Fred Lewis Crawford (May 5, 1888 – April 13, 1957) was a politician from the U.S. state of Michigan.

Crawford was born in Dublin, Texas, and attended local public schools. He went to business college at Peniel (now part of Greenville, Texas), and attended the University of Michigan at Ann Arbor. He engaged in accountancy at Des Moines, Iowa, and Detroit, Michigan, 1914-1917. He built, financed, and operated beet sugar mills in various sections of the United States, 1917-1935. He also engaged in manufacturing, ranching, and overland transportation. He was director of the Michigan National Bank and the Refiners Transport & Petroleum Corporation of Detroit at time of his death.

In 1934, Crawford was elected as a Republican from Michigan's 8th congressional district to the United States House of Representatives, defeating incumbent Democrat Michael J. Hart. Crawford served in the 74th Congress and the eight succeeding Congresses, from January 3, 1935, to January 3, 1953. In 1952, he was defeated in the Republican primary election by Alvin M. Bentley, who went on to win the general election.
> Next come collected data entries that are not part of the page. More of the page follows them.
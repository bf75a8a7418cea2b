//! Domain layer: the data the service reasons about and the upstream contract.
//!
//! # Architecture
//!
//! - [`entities`] - Candidate posts and the cached resolution
//! - [`sources`] - The [`sources::CandidateSource`] trait implemented by upstream clients
//!
//! The domain layer has no dependency on HTTP or on a particular upstream API.
//! Resolution policy lives in [`crate::application::services`].

pub mod entities;
pub mod sources;
//! Cached resolution entity.

use chrono::{DateTime, TimeDelta, Utc};

/// The last URL the resolver found, and when it found it.
///
/// `resolved_at` is the wall-clock time of the resolution, not the creation
/// time of the post behind `url`. Only real resolutions are stored here;
/// fallback URLs never are.
#[derive(Debug, Clone, PartialEq, Eq)]
pub struct CachedEntry {
    pub url: String,
    pub resolved_at: DateTime<Utc>,
}

impl CachedEntry {
    pub fn new(url: impl Into<String>, resolved_at: DateTime<Utc>) -> Self {
        Self {
            url: url.into(),
            resolved_at,
        }
    }

    /// Returns true while `now` is less than `ttl` past `resolved_at`.
    ///
    /// An entry stamped later than `now` counts as fresh.
    pub fn is_fresh(&self, now: DateTime<Utc>, ttl: TimeDelta) -> bool {
        now - self.resolved_at < ttl
    }
}

#[cfg(test)]
mod tests {
    use super::*;

    #[test]
    fn test_freshness_boundary() {
        let t0 = Utc::now();
        let ttl = TimeDelta::seconds(60);
        let entry = CachedEntry::new("https://example.com", t0);

        assert!(entry.is_fresh(t0, ttl));
        assert!(entry.is_fresh(t0 + TimeDelta::seconds(59), ttl));
        assert!(!entry.is_fresh(t0 + TimeDelta::seconds(60), ttl));
        assert!(!entry.is_fresh(t0 + TimeDelta::seconds(61), ttl));
    }

    #[test]
    fn test_entry_from_the_future_is_fresh() {
        let t0 = Utc::now();
        let entry = CachedEntry::new("https://example.com", t0);

        assert!(entry.is_fresh(t0 - TimeDelta::seconds(5), TimeDelta::seconds(1)));
    }
}
//! HTTP layer translating requests into redirects.
//!
//! # Modules
//!
//! - [`handlers`] - HTTP request handlers
//! - [`middleware`] - Request processing middleware

pub mod handlers;
pub mod middleware;
//! Wire types for Reddit's OAuth token and listing responses.

use chrono::DateTime;
use serde::Deserialize;
use serde::de::IgnoredAny;
use tracing::debug;

use crate::domain::entities::CandidatePost;

/// Author name Reddit reports for removed accounts.
const DELETED_AUTHOR: &str = "[deleted]";

/// Response of `POST /api/v1/access_token`.
///
/// Reddit answers some grant failures with `200 OK` and an `error` field,
/// so every field is optional.
#[derive(Debug, Deserialize)]
pub struct TokenResponse {
    pub access_token: Option<String>,
    pub expires_in: Option<u64>,
    pub error: Option<String>,
}

/// `Listing` envelope returned by search endpoints.
#[derive(Debug, Deserialize)]
pub struct Listing {
    pub data: ListingData,
}

#[derive(Debug, Deserialize)]
pub struct ListingData {
    #[serde(default)]
    pub children: Vec<Child>,
}

/// A listing child. Children that don't decode as submissions are kept as
/// [`Child::Malformed`] so one bad entry doesn't fail the whole listing.
#[derive(Debug, Deserialize)]
#[serde(untagged)]
pub enum Child {
    Submission(Thing),
    Malformed(IgnoredAny),
}

#[derive(Debug, Deserialize)]
pub struct Thing {
    pub data: Submission,
}

/// The submission fields the resolver cares about.
#[derive(Debug, Deserialize)]
pub struct Submission {
    pub author: Option<String>,
    pub title: Option<String>,
    pub url: Option<String>,
    /// Seconds since the Unix epoch, as a float.
    pub created_utc: Option<f64>,
}

impl Submission {
    /// Converts to a [`CandidatePost`].
    ///
    /// Returns `None` when `title`, `url` or `created_utc` is missing, or the
    /// timestamp is out of range.
    pub fn into_candidate(self) -> Option<CandidatePost> {
        let created_utc = self.created_utc.filter(|t| t.is_finite())?;
        let created_at = DateTime::from_timestamp_millis((created_utc * 1000.0) as i64)?;
        let author = self.author.filter(|a| a != DELETED_AUTHOR && !a.is_empty());

        Some(CandidatePost::new(author, self.title?, self.url?, created_at))
    }
}

impl Listing {
    /// Flattens the listing into candidate posts, preserving upstream order.
    ///
    /// Children that are malformed or miss a required field are skipped.
    pub fn into_candidates(self) -> Vec<CandidatePost> {
        self.data
            .children
            .into_iter()
            .filter_map(|child| {
                let post = match child {
                    Child::Submission(thing) => thing.data.into_candidate(),
                    Child::Malformed(_) => None,
                };
                if post.is_none() {
                    debug!("Skipping undecodable submission");
                }
                post
            })
            .collect()
    }
}

#[cfg(test)]
mod tests {
    use super::*;
    use chrono::{TimeZone, Utc};
    use serde_json::json;

    #[test]
    fn test_listing_into_candidates() {
        let body = json!({
            "kind": "Listing",
            "data": {
                "after": null,
                "children": [
                    {
                        "kind": "t3",
                        "data": {
                            "author": "jobautomator",
                            "title": "Discussion Thread",
                            "url": "https://www.reddit.com/r/neoliberal/comments/abc/discussion_thread/",
                            "created_utc": 1_760_788_800.0,
                            "score": 12
                        }
                    },
                    {
                        "kind": "t3",
                        "data": {
                            "author": "[deleted]",
                            "title": "Discussion Thread",
                            "url": "https://www.reddit.com/r/neoliberal/comments/def/",
                            "created_utc": 1_760_702_400.5
                        }
                    }
                ]
            }
        });

        let listing: Listing = serde_json::from_value(body).unwrap();
        let posts = listing.into_candidates();

        assert_eq!(posts.len(), 2);
        assert_eq!(posts[0].author.as_deref(), Some("jobautomator"));
        assert_eq!(
            posts[0].created_at,
            Utc.with_ymd_and_hms(2025, 10, 18, 12, 0, 0).unwrap()
        );
        assert_eq!(posts[1].author, None);
        assert_eq!(
            posts[1].url,
            "https://www.reddit.com/r/neoliberal/comments/def/"
        );
    }

    #[test]
    fn test_missing_author_field_is_none() {
        let body = json!({
            "data": {
                "children": [
                    { "data": { "title": "t", "url": "https://x", "created_utc": 0.0 } }
                ]
            }
        });

        let listing: Listing = serde_json::from_value(body).unwrap();
        let posts = listing.into_candidates();

        assert_eq!(posts[0].author, None);
    }

    #[test]
    fn test_empty_listing() {
        let listing: Listing = serde_json::from_value(json!({ "data": {} })).unwrap();

        assert!(listing.into_candidates().is_empty());
    }

    #[test]
    fn test_token_error_body() {
        let token: TokenResponse =
            serde_json::from_value(json!({ "error": "invalid_grant" })).unwrap();

        assert!(token.access_token.is_none());
        assert_eq!(token.error.as_deref(), Some("invalid_grant"));
    }

    #[test]
    fn test_malformed_children_are_skipped() {
        let body = json!({
            "data": {
                "children": [
                    { "data": { "author": "a", "title": null, "url": "https://x", "created_utc": 1.0 } },
                    { "data": { "author": "b", "title": "t", "url": "https://y" } },
                    { "data": { "author": "c", "title": "t", "url": "https://z", "created_utc": "soon" } },
                    { "kind": "more" },
                    { "data": { "author": "d", "title": "Discussion Thread", "url": "https://ok", "created_utc": 2.0 } }
                ]
            }
        });

        let listing: Listing = serde_json::from_value(body).unwrap();
        let posts = listing.into_candidates();

        assert_eq!(posts.len(), 1);
        assert_eq!(posts[0].url, "https://ok");
    }
}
As a member of the Committee on Insular Affairs, Crawford attended the inaugural ceremonies of the Commonwealth of the Philippines in 1935 and the Republic of the Philippines in 1946. His notebooks and other materials related to those events are archived at the Bentley Historical Library of the University of Michigan .  Crawford was the ranking minority member on the Committee on Public Lands in the 81st and 82nd Congresses (1950–1952). 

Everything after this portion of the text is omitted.